La force de l’instinct
L’instinct peut être compris de plusieurs façons. Le Petit Robert nous donne la définition suivante : « [f]aculté naturelle de sentir, de pressentir, de deviner[1] ». Celui dont je veux parler est différent, beaucoup moins subtil, plus brut. Il s’agit de cette « [t]endance innée à des actes déterminés, exécutés parfaitement sans expérience préalable et subordonnés à des conditions de milieu[2] ». En d’autres mots, cet instinct est un comportement puissant qui s’exécute sans apprentissage préalable, pourvu qu’on le laisse émerger. C’est bien de celui-ci dont il est question quand Michel Odent nous propose de renouer avec notre côté « mammifère[3] », ceux avec qui nous partageons la majeure partie des étapes de l’accouchement.
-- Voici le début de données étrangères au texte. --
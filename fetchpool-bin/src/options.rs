use std::path::PathBuf;
use std::time::Duration;

use clap::{Parser, Subcommand, ValueEnum};
use fetchpool_lib::ratelimit::RateLimitConfig;

const DEFAULT_HOST: &str = "127.0.0.1";
const DEFAULT_PORT: u16 = 5555;
const DEFAULT_MAX_LINE_BYTES: usize = 8192;

#[derive(Debug, Parser)]
#[command(
    name = "fetchpool",
    version,
    about = "A rate-limited, concurrency-capped batch URL fetcher",
    propagate_version = true
)]
pub(crate) struct Opts {
    #[command(subcommand)]
    pub(crate) command: Command,
}

#[derive(Debug, Subcommand)]
pub(crate) enum Command {
    /// Fetch a batch of URLs and report latency statistics
    Fetch(FetchArgs),
    /// Run the line-based command server
    Serve(ServeArgs),
}

/// Limits shared by every way of driving a batch.
#[derive(Debug, clap::Args)]
pub(crate) struct LimitArgs {
    /// Maximum concurrently in-flight requests across all hosts
    #[arg(long, default_value_t = 50)]
    pub(crate) max_concurrency: usize,

    /// Maximum concurrently in-flight requests per host
    #[arg(long, default_value_t = 10)]
    pub(crate) host_concurrency: usize,

    /// Per-host token bucket capacity
    #[arg(long, default_value_t = 5.0)]
    pub(crate) bucket_capacity: f64,

    /// Per-host token bucket refill rate, in tokens per second
    #[arg(long, default_value_t = 5.0)]
    pub(crate) refill_per_second: f64,

    /// Per-request timeout, e.g. `10s` or `2500ms`
    #[arg(long, default_value = "10s", value_parser = humantime::parse_duration)]
    pub(crate) timeout: Duration,

    /// Capacity of the dispatcher work queue
    #[arg(long, default_value_t = 500)]
    pub(crate) queue_capacity: usize,
}

impl LimitArgs {
    pub(crate) fn to_config(&self) -> RateLimitConfig {
        RateLimitConfig {
            total_concurrency: self.max_concurrency,
            per_host_concurrency: self.host_concurrency,
            bucket_capacity: self.bucket_capacity,
            refill_per_second: self.refill_per_second,
            request_timeout: self.timeout,
            work_queue_capacity: self.queue_capacity,
        }
    }
}

/// Output format for the final latency summary
#[derive(Debug, Clone, Copy, PartialEq, Eq, ValueEnum)]
pub(crate) enum StatsFormat {
    /// One human-readable line
    Compact,
    /// A JSON object with all summary fields
    Json,
}

#[derive(Debug, clap::Args)]
pub(crate) struct FetchArgs {
    /// URLs to fetch
    pub(crate) urls: Vec<String>,

    /// Read additional URLs from a file, one per line (`#` starts a comment)
    #[arg(long, value_name = "FILE")]
    pub(crate) urls_file: Option<PathBuf>,

    #[command(flatten)]
    pub(crate) limits: LimitArgs,

    /// Output format for the final summary
    #[arg(long, value_enum, default_value = "compact")]
    pub(crate) format: StatsFormat,

    /// Print one line per fetched URL
    #[arg(short, long)]
    pub(crate) verbose: bool,

    /// Show per-host statistics after the summary
    #[arg(long)]
    pub(crate) host_stats: bool,
}

#[derive(Debug, clap::Args)]
pub(crate) struct ServeArgs {
    /// Address to bind
    #[arg(long, env = "FETCHPOOL_HOST", default_value = DEFAULT_HOST)]
    pub(crate) host: String,

    /// Port to bind
    #[arg(long, env = "FETCHPOOL_PORT", default_value_t = DEFAULT_PORT)]
    pub(crate) port: u16,

    /// Maximum accepted request line length, in bytes
    #[arg(long, env = "FETCHPOOL_MAX_LINE_BYTES", default_value_t = DEFAULT_MAX_LINE_BYTES)]
    pub(crate) max_line_bytes: usize,

    /// Gate commands through a server-level token bucket
    #[arg(long)]
    pub(crate) limiter: bool,

    /// Token bucket capacity for `--limiter`
    #[arg(long, default_value_t = 5.0)]
    pub(crate) limiter_capacity: f64,

    /// Token bucket refill rate for `--limiter`, in tokens per second
    #[arg(long, default_value_t = 1.0)]
    pub(crate) limiter_refill: f64,
}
L’instinct est directement lié à la présence d’hormones dans le corps, qui ont évoluées selon nos besoins et permis notre survie comme espèce. C’est donc grâce à la sécrétion et à la mise en circulation de ces puissantes substances que l’accouchement physiologique peut avoir lieu. Elles sont de première importance et c’est ce qui explique les précautions de base qu’on applique aux animaux lors de la mise bas : intimité, tranquillité, distractions et spectateurs au minimum, interventions seulement au besoin, le moins d’entraves imposées possibles, respect des positions adoptées, etc. Elles visent à éviter toute perturbation du processus naturel en cours. Malheureusement, ces mesures essentielles traduisant une compréhension, un certain respect et une grande confiance s’appliquent rarement aux femmes dans la majorité des milieux hospitaliers. Pourtant, elles en bénéficient tout autant, pour la simple raison que les hormones du stress sont antagonistes à celles de l’accouchement. Par exemple, l’ocytocine est très puissante et permet les contractions, mais elle est aussi timide, se dissipant à la moindre menace. C’est ce fragile équilibre qui protège tout le processus.
Socialisation
L’humain diffère des autres animaux entre autres par le surdéveloppement de son néocortex, siège de la pensée, de la raison, de la logique, de la rationalité, etc. La socialisation fait aussi appel à cette partie du cerveau et permet l’inhibition des instincts et, ultimement, un contrôle de la société sur le comportement des individus qui la composent. Les conséquences du non-respect de ces codes mènent au jugement, au rejet et à la culpabilité. L’instinct refait tout de même surface lors de certaines situations où les hormones sont fortement présentes : la peur, la sexualité, la grossesse, l’allaitement, l’accouchement, etc. En effet, la naissance étant une expérience corporelle, loin du rationnel, le système endocrinien arrive à la rescousse pour « endormir » le néocortex, grâce à l’affluence d’hormones. Les endorphines soulagent la femme et la font entrer dans un état de conscience altéré, une « bulle hormonale », la rapprochant de son instinct. Plus la femme en travail sera laissée dans « son monde », moins son mental sera sollicité, plus ses ressources hormonales endogènes veilleront sur l’accouchement. Cet « état second » lui permettra une présence à son corps, à ses sensations et à ses besoins profonds. C’est le signe que tout se passe bien et que les bonnes hormones circulent. Elle adoptera alors des positions atypiques, des sons étranges, ainsi qu’un comportement culturellement dérangeant, rendant l’entourage impressionné et parfois inconfortable devant cette femme qui semble devenir « hors-contrôle ».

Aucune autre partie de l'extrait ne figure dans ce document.